As the battle for space amongst the 14 clubs available in each player’s bag got more and more aggressive, naturally driven by the money coming into the industry and the new competition from TaylorMade, Ping, Callaway, Cleveland, and others, speed of delivery and customization became paramount.  The players had expectations.  First it was, “get it to me next week”, then it was “get it to me tomorrow”.  Ping was the best at this.  If a player asked for a putter or a set of irons on the range Tuesday of a tournament Ping would have it by his locker Wednesday.  Sometimes a player just had to have clubs quickly. Chi Chi Rodriguez would fly from his home in Puerto Rico 3 or 4 times a year to Albany, Georgia to get a set of clubs from his favorite clubmaker.  Once, he famously sent his pilot by himself, told him the specs, and asked him to return as soon as possible.  As the competition on Tour continued to get tougher so did the competition between equipment companies.  Being tops on Tour meant being tops in sales.  Pyramid of influence was never more vital. 

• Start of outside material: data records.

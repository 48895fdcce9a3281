use std::fmt;
use std::str::FromStr;

use serde::{Deserialize, Deserializer, Serialize, Serializer};

use crate::error::{PlotError, PlotResult};

/// RGBA color with 8-bit channels and a unit-interval alpha.
///
/// Serializes as a CSS `rgba(r, g, b, a)` string, which is what the plot
/// schema expects for marker and axis colors.
#[derive(Debug, Clone, Copy, PartialEq)]
pub struct Color {
    pub red: u8,
    pub green: u8,
    pub blue: u8,
    pub alpha: f64,
}

impl Color {
    #[must_use]
    pub const fn rgba(red: u8, green: u8, blue: u8, alpha: f64) -> Self {
        Self {
            red,
            green,
            blue,
            alpha,
        }
    }

    #[must_use]
    pub const fn rgb(red: u8, green: u8, blue: u8) -> Self {
        Self::rgba(red, green, blue, 1.0)
    }

    pub fn validate(self) -> PlotResult<()> {
        if !self.alpha.is_finite() || !(0.0..=1.0).contains(&self.alpha) {
            return Err(PlotError::InvalidData(
                "color alpha must be finite and in [0, 1]".to_owned(),
            ));
        }
        Ok(())
    }

    #[must_use]
    pub fn to_css(self) -> String {
        self.to_string()
    }
}

impl fmt::Display for Color {
    fn fmt(&self, f: &mut fmt::Formatter<'_>) -> fmt::Result {
        write!(
            f,
            "rgba({}, {}, {}, {})",
            self.red, self.green, self.blue, self.alpha
        )
    }
}

impl FromStr for Color {
    type Err = PlotError;

    fn from_str(input: &str) -> Result<Self, Self::Err> {
        let trimmed = input.trim();
        let (body, has_alpha) = if let Some(rest) = trimmed.strip_prefix("rgba(") {
            (rest, true)
        } else if let Some(rest) = trimmed.strip_prefix("rgb(") {
            (rest, false)
        } else {
            return Err(PlotError::InvalidData(format!(
                "unsupported color `{trimmed}`: expected rgb(..) or rgba(..)"
            )));
        };
        let body = body.strip_suffix(')').ok_or_else(|| {
            PlotError::InvalidData(format!("unterminated color `{trimmed}`"))
        })?;

        let parts: Vec<&str> = body.split(',').map(str::trim).collect();
        let expected = if has_alpha { 4 } else { 3 };
        if parts.len() != expected {
            return Err(PlotError::InvalidData(format!(
                "color `{trimmed}` must have {expected} components"
            )));
        }

        let channel = |name: &str, raw: &str| {
            raw.parse::<u8>().map_err(|_| {
                PlotError::InvalidData(format!("color channel `{name}` must be 0..=255, got `{raw}`"))
            })
        };
        let red = channel("red", parts[0])?;
        let green = channel("green", parts[1])?;
        let blue = channel("blue", parts[2])?;
        let alpha = if has_alpha {
            parts[3].parse::<f64>().map_err(|_| {
                PlotError::InvalidData(format!("color alpha must be numeric, got `{}`", parts[3]))
            })?
        } else {
            1.0
        };

        let color = Self::rgba(red, green, blue, alpha);
        color.validate()?;
        Ok(color)
    }
}

impl Serialize for Color {
    fn serialize<S: Serializer>(&self, serializer: S) -> Result<S::Ok, S::Error> {
        serializer.collect_str(self)
    }
}

impl<'de> Deserialize<'de> for Color {
    fn deserialize<D: Deserializer<'de>>(deserializer: D) -> Result<Self, D::Error> {
        let raw = String::deserialize(deserializer)?;
        raw.parse().map_err(serde::de::Error::custom)
    }
}
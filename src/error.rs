use thiserror::Error;

pub type PlotResult<T> = Result<T, PlotError>;

#[derive(Debug, Error)]
pub enum PlotError {
    #[error("invalid surface: `{id}` does not resolve to a mounted surface")]
    InvalidSurface { id: String },

    #[error("malformed {series} series: x has {x_len} values, y has {y_len}")]
    MalformedSeries {
        series: &'static str,
        x_len: usize,
        y_len: usize,
    },

    #[error("hover text count {annotations} does not match {points} data points")]
    MismatchedAnnotations { points: usize, annotations: usize },

    #[error("invalid data: {0}")]
    InvalidData(String),

    #[error("render engine failure: {0}")]
    RenderEngineFailure(String),
}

The answer was to bring the equipment companies to the player, after all, not everyone was Chi Chi Rodriguez.  It wasn’t enough to outfit your Tour Rep with a few clubs, some extra grips, and maybe a few shafts. It wasn’t even enough to ship clubs overnight. Now companies had to basically manufacture clubs on site.  Mizuno had the early concept with its Winnebago.  The Tour Trailer was born.  In its infancy in the 70’s and 80’s, companies experimented with vans and trailers, by the 90’s and 2000’s the big companies had graduated to 18 wheelers.  Today, every major equipment company has a trailer, some larger than others, and all of them capable of building a custom golf club, even a full set, in about half an hour.  They are stocked with a variety of shafts, grips, and clubheads. Oh, and wrenches, grip tape, saws, and 5-minute epoxy! 

So now a player can hit balls on the range with an equipment specialist using a Trackman, walk to a manufacturer’s trailer, place an order, hang out for a few minutes, get handed his brand-new club (or repaired one), and off he’d go.  You’d think that would be enough, right?  Well, how’s this for service?  You might have noticed that the Honda Championship didn’t have that great of a field.  What’s odd about that is the number of residents that didn’t play even though they live in the neighborhood.  If the players in The Honda’s zip code held a resident’s only block party people like Tiger, Rory, Justin Thomas, Daniel Burger, Brooks Koepka, and Dustin Johnson could attend.  For one reason or another, none of these guys played the Honda. (Tiger and Brooks are hurt.)  I don’t know if any hot dogs were served, but TaylorMade basically threw said party.  They drove the TaylorMade Tour Trailer, which is one great big 18-wheeler, from The Honda to DJ’s house, parked it in the driveway and made sure the #1 player in the world was happy with his equipment. No word on which neighbors came by, it was a private party.